Stored items:
╔══
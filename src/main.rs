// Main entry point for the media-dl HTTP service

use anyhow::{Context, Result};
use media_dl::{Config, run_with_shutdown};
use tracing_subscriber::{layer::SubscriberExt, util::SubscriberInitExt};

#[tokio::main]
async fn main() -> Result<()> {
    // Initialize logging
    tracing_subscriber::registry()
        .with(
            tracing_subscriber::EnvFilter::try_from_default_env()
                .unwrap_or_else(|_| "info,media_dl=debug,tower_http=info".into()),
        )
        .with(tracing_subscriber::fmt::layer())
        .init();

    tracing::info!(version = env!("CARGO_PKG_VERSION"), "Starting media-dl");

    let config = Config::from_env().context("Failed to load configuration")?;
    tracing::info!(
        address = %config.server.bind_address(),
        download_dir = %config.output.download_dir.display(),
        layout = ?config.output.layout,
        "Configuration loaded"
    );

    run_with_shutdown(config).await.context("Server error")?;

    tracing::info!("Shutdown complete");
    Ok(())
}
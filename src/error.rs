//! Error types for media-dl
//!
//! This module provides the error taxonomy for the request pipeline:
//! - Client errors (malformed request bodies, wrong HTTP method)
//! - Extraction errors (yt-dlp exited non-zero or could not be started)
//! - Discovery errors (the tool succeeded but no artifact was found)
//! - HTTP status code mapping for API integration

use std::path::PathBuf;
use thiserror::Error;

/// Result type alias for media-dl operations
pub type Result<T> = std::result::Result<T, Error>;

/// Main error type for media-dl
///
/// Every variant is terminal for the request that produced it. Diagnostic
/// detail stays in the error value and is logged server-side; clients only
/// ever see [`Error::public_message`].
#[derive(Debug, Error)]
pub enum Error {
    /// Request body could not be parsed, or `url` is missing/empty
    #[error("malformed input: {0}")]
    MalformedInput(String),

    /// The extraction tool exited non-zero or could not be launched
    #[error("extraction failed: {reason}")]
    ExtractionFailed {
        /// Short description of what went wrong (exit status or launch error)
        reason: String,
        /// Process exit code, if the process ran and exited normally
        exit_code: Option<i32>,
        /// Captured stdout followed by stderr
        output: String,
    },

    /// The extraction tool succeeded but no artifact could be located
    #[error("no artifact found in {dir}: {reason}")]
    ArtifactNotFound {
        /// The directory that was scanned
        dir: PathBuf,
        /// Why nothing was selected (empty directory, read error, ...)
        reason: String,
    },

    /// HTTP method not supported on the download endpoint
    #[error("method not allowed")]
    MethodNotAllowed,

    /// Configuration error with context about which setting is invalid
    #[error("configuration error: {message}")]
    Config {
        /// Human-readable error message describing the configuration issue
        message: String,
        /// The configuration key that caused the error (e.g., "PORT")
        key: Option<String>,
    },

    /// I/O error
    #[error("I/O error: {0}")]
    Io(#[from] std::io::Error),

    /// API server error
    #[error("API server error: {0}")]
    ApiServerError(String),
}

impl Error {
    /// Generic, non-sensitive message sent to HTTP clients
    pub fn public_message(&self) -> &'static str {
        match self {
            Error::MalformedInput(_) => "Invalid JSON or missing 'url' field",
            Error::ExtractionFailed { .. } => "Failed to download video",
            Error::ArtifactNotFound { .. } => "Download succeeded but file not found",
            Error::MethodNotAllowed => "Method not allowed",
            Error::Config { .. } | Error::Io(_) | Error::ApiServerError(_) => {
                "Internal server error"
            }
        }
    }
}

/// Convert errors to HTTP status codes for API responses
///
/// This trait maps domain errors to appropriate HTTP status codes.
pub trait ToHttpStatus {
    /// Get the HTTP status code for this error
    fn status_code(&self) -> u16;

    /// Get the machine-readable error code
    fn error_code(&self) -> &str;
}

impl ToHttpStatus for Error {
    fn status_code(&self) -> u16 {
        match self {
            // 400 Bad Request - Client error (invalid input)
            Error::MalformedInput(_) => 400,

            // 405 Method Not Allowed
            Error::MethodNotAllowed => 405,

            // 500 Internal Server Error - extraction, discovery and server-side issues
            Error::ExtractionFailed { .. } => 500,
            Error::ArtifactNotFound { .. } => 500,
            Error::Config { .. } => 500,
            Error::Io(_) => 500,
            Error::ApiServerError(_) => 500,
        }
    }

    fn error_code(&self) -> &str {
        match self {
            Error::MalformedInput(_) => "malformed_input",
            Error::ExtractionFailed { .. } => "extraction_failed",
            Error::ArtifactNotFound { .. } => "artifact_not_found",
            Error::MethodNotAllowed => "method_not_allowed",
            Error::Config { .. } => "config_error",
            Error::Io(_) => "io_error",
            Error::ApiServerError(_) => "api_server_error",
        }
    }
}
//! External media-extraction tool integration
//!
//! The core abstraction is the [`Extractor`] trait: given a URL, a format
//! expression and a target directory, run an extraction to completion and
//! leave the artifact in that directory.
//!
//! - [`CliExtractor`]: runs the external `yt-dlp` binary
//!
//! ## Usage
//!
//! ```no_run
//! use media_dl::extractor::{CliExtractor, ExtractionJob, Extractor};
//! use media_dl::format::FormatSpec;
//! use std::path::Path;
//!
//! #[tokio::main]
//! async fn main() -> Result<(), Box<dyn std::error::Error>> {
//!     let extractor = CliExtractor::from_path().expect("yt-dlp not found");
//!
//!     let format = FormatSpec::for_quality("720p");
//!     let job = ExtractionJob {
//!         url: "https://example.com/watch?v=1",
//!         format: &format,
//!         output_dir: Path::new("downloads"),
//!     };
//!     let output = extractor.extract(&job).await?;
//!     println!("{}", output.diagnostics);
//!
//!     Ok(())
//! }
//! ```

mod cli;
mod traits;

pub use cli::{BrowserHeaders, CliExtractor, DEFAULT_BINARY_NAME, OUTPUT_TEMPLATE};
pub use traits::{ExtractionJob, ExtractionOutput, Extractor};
╚══
╔══
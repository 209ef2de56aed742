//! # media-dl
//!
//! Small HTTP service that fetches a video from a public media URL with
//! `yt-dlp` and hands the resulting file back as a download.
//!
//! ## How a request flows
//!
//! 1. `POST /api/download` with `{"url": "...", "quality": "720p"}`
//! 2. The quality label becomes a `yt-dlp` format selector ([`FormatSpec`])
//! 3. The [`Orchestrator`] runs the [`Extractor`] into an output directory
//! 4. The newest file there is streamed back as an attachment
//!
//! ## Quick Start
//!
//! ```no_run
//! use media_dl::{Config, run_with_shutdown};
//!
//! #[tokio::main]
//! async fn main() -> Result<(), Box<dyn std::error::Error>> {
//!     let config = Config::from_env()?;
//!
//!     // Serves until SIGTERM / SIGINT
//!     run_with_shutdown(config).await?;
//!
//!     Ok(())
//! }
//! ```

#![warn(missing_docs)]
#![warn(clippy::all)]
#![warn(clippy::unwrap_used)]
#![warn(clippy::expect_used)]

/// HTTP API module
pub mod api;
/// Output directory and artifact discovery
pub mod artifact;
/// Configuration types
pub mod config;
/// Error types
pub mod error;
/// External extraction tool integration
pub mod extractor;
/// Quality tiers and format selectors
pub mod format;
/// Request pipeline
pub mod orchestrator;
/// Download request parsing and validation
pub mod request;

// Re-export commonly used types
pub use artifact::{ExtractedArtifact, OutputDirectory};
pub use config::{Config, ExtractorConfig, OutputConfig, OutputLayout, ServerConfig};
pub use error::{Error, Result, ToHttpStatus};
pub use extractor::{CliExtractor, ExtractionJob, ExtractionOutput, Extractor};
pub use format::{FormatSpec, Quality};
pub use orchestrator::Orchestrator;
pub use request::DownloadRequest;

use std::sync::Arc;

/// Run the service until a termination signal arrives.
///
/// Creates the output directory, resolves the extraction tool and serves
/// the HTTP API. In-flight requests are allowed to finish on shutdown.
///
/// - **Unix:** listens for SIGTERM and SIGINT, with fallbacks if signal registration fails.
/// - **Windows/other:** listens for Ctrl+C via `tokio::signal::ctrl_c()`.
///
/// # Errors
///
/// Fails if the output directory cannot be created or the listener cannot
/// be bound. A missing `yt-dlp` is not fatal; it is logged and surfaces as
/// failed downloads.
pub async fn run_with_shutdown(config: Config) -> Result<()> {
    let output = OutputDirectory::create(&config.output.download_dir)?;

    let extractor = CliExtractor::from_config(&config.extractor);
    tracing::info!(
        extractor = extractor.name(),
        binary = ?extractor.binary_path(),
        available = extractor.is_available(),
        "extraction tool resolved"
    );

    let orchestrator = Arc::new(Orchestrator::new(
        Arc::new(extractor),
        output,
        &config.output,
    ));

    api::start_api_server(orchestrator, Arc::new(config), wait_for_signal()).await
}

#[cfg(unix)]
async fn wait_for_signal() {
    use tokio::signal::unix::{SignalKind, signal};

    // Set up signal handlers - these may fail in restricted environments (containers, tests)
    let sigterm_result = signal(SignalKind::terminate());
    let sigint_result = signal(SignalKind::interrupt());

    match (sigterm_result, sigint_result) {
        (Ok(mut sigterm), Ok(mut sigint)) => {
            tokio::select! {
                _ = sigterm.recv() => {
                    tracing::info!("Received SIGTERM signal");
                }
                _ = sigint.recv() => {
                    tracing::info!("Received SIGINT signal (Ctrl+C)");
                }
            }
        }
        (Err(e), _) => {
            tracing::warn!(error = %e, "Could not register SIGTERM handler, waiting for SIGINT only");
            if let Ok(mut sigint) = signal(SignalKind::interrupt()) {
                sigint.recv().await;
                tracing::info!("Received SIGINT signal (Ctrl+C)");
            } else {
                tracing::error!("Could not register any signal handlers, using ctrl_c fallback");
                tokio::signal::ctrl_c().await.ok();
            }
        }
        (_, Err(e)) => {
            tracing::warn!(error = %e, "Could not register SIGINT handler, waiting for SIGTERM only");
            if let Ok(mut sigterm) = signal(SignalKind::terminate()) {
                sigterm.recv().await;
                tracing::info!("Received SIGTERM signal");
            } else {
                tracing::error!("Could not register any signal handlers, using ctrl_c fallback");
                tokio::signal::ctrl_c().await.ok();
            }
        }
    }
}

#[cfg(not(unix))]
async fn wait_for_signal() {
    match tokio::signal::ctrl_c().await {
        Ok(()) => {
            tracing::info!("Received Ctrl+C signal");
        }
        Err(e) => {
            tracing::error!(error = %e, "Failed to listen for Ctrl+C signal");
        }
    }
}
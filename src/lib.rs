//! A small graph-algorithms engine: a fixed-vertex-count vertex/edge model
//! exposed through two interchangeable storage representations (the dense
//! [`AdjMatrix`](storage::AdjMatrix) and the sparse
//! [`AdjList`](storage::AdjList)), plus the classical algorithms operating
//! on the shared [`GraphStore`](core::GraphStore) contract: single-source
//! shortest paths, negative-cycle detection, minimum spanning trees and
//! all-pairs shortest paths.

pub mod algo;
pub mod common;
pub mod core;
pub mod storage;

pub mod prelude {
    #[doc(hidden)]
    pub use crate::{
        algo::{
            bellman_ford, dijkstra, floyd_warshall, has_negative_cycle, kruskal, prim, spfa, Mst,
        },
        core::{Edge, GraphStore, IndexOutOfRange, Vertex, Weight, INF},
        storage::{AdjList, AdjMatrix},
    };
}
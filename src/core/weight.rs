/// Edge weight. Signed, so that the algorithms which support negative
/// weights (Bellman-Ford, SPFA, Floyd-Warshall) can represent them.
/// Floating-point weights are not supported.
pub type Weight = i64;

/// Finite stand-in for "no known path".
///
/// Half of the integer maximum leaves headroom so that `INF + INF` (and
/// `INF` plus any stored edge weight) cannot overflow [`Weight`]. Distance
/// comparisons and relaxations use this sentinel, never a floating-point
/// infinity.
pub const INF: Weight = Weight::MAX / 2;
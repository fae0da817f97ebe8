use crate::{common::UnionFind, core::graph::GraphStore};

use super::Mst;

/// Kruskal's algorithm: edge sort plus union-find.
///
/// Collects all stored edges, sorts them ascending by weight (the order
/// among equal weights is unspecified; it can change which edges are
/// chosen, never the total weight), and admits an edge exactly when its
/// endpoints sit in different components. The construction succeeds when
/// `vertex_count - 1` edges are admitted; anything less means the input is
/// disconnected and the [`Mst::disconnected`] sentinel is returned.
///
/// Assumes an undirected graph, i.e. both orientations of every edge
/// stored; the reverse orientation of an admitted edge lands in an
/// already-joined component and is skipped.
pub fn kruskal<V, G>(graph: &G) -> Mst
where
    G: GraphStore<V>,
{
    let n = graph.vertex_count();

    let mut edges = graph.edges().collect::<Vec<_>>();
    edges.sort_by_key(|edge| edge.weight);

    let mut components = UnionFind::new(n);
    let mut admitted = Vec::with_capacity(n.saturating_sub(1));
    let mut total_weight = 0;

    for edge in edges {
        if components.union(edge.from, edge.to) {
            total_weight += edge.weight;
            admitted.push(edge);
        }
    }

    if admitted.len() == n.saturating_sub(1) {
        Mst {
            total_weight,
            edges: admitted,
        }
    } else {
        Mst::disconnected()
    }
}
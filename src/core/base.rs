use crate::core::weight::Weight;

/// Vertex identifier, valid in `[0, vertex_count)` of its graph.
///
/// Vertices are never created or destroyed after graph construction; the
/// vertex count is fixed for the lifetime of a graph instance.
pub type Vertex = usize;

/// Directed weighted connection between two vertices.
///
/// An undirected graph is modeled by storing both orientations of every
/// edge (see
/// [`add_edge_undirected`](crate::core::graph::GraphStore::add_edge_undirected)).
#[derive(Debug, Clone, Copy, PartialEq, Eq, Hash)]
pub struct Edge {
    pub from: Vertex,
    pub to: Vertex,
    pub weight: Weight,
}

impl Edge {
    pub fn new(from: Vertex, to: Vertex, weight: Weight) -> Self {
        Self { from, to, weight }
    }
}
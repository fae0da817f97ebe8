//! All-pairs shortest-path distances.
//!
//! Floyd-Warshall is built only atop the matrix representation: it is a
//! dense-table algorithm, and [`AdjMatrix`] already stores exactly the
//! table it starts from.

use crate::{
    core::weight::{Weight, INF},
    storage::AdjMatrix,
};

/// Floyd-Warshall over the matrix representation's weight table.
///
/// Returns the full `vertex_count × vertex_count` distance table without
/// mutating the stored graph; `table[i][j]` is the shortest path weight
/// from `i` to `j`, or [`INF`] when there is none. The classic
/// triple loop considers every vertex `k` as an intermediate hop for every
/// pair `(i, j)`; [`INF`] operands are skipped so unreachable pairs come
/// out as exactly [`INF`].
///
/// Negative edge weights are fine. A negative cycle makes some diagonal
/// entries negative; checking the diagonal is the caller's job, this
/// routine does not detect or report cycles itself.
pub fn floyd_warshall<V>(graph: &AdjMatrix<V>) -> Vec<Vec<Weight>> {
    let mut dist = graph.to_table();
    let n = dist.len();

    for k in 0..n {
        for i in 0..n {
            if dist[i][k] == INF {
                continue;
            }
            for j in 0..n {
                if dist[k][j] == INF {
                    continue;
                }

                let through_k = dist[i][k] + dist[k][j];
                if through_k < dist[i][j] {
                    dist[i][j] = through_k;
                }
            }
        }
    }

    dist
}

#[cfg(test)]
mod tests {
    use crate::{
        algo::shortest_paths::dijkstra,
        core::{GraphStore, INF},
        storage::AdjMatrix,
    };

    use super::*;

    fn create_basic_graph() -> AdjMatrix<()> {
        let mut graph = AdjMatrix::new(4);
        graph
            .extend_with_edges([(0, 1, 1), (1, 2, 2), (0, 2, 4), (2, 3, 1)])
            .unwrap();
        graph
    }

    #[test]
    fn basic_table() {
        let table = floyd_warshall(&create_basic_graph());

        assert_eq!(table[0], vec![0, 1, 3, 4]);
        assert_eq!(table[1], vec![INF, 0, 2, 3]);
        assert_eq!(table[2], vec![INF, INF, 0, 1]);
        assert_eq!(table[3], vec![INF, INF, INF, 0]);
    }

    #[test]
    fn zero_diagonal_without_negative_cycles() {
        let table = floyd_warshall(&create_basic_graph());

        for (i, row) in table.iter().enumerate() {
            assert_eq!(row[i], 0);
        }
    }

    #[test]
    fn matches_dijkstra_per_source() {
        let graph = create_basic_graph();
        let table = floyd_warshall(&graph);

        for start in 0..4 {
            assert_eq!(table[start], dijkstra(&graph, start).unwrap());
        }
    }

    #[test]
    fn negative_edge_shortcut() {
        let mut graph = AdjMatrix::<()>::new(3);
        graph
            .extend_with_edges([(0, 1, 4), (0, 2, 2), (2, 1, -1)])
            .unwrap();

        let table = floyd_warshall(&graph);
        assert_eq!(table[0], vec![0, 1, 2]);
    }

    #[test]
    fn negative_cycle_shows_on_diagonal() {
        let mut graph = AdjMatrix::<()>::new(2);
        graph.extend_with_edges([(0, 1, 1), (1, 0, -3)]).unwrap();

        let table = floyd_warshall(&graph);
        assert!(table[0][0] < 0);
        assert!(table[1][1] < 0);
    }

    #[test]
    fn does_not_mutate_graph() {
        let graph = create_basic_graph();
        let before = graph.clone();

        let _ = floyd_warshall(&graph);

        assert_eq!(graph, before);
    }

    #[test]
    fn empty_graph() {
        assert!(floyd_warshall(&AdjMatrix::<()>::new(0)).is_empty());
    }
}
╚══
╔══
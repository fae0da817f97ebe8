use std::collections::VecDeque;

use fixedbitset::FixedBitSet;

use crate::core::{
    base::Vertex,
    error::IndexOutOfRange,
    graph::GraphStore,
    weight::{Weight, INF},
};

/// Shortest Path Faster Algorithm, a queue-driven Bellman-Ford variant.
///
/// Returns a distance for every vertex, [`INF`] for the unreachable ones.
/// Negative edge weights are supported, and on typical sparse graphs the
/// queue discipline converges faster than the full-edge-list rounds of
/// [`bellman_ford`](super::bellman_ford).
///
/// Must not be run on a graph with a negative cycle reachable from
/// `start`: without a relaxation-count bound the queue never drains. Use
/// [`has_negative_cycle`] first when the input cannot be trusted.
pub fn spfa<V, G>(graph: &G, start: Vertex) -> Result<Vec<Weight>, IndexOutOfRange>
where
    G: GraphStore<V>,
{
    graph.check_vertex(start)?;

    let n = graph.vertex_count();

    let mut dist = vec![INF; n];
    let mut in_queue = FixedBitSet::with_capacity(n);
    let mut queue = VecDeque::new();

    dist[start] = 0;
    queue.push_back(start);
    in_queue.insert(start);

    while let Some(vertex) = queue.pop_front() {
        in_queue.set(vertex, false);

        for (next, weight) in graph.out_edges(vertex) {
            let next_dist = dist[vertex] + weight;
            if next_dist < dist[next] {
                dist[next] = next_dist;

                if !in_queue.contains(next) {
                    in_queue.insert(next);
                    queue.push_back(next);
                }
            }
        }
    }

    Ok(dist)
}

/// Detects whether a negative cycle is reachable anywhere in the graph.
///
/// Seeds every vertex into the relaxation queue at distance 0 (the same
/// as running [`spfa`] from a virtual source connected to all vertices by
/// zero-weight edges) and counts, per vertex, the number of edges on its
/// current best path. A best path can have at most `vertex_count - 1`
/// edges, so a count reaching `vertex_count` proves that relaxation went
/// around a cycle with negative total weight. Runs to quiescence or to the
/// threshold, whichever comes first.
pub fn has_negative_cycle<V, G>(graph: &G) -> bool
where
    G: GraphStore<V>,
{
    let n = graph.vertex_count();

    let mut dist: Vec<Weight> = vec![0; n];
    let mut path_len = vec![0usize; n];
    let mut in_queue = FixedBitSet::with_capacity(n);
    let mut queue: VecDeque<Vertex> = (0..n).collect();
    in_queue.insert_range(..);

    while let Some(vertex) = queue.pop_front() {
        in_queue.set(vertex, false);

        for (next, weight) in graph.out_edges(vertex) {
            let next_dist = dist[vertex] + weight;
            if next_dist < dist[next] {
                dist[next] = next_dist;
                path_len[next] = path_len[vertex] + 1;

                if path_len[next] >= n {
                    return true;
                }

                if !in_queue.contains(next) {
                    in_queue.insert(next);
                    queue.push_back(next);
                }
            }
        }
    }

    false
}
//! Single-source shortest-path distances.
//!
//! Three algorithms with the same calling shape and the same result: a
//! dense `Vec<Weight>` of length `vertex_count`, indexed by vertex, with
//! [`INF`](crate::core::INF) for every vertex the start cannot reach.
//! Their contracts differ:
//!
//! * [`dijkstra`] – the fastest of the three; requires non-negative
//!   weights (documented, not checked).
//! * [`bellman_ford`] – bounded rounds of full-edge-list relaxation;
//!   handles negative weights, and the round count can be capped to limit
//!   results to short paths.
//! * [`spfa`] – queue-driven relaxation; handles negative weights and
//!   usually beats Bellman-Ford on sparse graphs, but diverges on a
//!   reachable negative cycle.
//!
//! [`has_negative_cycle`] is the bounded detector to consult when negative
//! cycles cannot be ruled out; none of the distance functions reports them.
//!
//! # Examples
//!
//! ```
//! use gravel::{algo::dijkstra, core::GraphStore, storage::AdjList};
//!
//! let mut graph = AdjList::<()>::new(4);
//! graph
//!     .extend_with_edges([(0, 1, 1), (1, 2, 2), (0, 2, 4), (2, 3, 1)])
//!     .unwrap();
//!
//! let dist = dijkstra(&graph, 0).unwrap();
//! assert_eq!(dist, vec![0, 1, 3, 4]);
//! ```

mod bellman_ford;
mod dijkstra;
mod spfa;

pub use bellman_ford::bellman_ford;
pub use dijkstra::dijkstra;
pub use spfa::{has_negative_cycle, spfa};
╚══
Using the entries above, return exactly the lines from the line with "filename src/main.rs" to the line with "wrong HTTP method)", counting both of those lines.

» **Completed task**
filename src/main.rs
// Main entry point for the media-dl HTTP service

use anyhow::{Context, Result};
use media_dl::{Config, run_with_shutdown};
use tracing_subscriber::{layer::SubscriberExt, util::SubscriberInitExt};

#[tokio::main]
async fn main() -> Result<()> {
    // Initialize logging
    tracing_subscriber::registry()
        .with(
            tracing_subscriber::EnvFilter::try_from_default_env()
                .unwrap_or_else(|_| "info,media_dl=debug,tower_http=info".into()),
        )
        .with(tracing_subscriber::fmt::layer())
        .init();

    tracing::info!(version = env!("CARGO_PKG_VERSION"), "Starting media-dl");

    let config = Config::from_env().context("Failed to load configuration")?;
    tracing::info!(
        address = %config.server.bind_address(),
        download_dir = %config.output.download_dir.display(),
        layout = ?config.output.layout,
        "Configuration loaded"
    );

    run_with_shutdown(config).await.context("Server error")?;

    tracing::info!("Shutdown complete");
    Ok(())
}
filename src/error.rs
//! Error types for media-dl
//!
//! This module provides the error taxonomy for the request pipeline:
//! - Client errors (malformed request bodies, wrong HTTP method)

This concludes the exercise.